* _What you are asked to do_: In the records below, find every line with the word "WriteDurability" and copy it.

[Saved entries]
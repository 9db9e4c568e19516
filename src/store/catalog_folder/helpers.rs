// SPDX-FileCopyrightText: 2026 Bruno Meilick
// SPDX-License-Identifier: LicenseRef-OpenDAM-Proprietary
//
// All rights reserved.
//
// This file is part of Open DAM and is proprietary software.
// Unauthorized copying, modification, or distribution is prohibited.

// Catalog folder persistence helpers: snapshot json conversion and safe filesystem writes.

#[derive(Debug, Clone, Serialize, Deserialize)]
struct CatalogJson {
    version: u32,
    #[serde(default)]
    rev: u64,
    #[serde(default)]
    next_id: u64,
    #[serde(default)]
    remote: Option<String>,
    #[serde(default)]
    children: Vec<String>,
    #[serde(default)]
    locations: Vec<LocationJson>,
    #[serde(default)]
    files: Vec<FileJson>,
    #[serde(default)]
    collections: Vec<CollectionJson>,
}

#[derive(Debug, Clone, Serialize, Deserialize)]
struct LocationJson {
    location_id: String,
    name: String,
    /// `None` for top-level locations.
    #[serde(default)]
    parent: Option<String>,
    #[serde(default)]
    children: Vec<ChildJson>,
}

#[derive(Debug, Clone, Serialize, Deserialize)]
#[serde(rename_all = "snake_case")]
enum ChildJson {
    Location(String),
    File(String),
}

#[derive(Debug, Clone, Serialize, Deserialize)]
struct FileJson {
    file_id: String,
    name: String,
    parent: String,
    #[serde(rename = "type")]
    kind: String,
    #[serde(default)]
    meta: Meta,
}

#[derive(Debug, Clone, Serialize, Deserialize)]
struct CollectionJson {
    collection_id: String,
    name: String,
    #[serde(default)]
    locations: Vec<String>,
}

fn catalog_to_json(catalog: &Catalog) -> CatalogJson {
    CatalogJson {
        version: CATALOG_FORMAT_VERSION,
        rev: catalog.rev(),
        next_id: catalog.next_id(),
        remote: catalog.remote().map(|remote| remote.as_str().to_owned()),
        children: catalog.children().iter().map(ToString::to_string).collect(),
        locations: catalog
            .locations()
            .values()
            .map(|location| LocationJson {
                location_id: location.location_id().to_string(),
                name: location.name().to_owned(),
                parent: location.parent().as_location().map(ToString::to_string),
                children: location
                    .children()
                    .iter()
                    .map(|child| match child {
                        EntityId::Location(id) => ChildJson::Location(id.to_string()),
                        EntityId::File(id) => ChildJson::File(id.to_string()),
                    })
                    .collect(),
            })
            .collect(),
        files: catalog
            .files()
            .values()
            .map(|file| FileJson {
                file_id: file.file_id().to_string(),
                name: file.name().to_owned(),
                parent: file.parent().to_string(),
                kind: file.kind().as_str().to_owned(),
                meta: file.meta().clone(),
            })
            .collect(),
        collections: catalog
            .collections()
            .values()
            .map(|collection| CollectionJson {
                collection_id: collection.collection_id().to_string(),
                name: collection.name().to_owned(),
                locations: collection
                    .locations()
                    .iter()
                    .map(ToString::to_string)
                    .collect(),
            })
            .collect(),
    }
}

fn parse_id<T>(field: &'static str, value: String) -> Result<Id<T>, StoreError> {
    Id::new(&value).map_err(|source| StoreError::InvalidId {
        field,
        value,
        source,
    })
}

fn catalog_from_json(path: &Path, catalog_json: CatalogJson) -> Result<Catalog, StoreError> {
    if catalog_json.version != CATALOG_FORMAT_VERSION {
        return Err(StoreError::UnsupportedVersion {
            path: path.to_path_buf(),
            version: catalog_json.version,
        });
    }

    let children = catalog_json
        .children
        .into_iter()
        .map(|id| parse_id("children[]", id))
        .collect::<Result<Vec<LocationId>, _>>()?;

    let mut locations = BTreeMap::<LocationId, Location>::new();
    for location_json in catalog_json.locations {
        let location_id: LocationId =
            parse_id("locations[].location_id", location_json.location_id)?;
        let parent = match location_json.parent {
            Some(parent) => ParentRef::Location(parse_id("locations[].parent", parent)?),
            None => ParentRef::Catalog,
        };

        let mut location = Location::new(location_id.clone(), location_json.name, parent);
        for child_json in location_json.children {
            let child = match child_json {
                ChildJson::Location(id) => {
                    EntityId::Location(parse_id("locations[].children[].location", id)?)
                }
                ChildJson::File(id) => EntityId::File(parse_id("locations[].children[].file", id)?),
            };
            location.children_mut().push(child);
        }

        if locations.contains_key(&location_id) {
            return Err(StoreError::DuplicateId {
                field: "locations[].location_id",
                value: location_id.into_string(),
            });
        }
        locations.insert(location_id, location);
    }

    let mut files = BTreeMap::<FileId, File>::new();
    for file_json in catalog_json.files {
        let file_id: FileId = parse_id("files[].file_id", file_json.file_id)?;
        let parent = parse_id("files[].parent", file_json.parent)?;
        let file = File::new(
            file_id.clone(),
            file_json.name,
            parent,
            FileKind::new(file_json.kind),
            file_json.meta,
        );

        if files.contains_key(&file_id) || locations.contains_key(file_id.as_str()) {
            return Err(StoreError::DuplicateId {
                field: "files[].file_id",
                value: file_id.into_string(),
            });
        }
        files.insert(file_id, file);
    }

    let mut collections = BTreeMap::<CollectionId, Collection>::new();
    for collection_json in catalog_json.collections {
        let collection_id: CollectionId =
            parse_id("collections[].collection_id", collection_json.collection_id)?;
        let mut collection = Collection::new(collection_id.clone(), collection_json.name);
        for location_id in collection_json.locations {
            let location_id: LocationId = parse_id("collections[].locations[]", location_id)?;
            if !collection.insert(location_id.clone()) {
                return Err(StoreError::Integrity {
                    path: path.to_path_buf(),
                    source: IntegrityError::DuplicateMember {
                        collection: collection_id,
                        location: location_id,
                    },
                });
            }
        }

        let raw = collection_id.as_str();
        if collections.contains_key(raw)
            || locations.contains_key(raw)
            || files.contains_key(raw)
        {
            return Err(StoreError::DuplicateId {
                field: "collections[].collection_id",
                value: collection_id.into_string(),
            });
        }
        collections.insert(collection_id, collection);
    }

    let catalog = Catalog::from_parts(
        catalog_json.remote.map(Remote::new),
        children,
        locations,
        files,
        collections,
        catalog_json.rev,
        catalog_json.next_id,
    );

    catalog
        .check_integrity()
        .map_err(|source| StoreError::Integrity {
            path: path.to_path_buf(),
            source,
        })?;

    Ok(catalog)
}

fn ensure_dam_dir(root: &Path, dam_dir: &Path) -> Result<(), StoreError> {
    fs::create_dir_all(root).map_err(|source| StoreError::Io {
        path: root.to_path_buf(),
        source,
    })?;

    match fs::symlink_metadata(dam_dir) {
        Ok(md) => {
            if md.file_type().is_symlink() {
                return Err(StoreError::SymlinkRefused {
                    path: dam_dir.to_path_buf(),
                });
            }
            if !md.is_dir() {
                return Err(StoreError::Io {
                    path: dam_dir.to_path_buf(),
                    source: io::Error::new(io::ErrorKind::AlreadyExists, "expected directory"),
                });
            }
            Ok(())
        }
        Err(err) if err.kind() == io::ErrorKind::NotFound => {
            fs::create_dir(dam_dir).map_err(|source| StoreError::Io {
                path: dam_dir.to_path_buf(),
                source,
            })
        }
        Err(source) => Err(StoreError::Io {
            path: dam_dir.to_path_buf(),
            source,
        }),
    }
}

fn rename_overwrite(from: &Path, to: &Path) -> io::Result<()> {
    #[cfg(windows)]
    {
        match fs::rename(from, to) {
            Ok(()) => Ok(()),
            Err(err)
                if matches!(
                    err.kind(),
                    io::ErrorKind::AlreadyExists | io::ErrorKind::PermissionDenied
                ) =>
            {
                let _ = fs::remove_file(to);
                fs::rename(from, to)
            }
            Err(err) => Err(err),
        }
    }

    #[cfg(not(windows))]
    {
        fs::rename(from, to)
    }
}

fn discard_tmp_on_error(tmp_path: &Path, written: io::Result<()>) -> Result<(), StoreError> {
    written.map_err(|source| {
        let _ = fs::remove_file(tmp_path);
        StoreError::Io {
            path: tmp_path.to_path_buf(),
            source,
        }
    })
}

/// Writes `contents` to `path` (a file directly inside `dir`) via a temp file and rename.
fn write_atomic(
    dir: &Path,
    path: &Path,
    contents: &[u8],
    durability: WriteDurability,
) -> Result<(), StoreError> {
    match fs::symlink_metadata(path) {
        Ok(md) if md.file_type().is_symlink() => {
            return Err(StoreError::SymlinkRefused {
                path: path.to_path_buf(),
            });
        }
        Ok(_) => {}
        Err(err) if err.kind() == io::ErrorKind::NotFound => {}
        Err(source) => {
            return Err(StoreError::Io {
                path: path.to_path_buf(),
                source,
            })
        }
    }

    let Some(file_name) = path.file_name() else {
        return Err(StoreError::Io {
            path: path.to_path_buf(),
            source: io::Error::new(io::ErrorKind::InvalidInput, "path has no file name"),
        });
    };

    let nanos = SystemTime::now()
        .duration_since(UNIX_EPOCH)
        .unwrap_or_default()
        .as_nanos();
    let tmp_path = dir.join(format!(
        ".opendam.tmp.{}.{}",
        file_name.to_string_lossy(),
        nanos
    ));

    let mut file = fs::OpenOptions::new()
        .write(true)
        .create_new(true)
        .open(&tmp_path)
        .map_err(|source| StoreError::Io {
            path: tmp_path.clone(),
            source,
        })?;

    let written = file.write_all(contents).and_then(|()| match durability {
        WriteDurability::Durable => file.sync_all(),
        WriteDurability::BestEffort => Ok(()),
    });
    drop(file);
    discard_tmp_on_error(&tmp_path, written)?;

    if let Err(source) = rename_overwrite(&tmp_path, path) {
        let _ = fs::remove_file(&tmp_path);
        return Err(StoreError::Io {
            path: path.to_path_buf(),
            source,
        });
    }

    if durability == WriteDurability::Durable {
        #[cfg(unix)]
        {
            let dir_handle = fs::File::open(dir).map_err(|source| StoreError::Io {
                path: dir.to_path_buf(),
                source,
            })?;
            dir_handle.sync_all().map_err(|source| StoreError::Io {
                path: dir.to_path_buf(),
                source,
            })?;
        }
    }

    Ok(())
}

* _Expected output_:
    durability: WriteDurability,
        WriteDurability::Durable => file.sync_all(),
        WriteDurability::BestEffort => Ok(()),
    if durability == WriteDurability::Durable {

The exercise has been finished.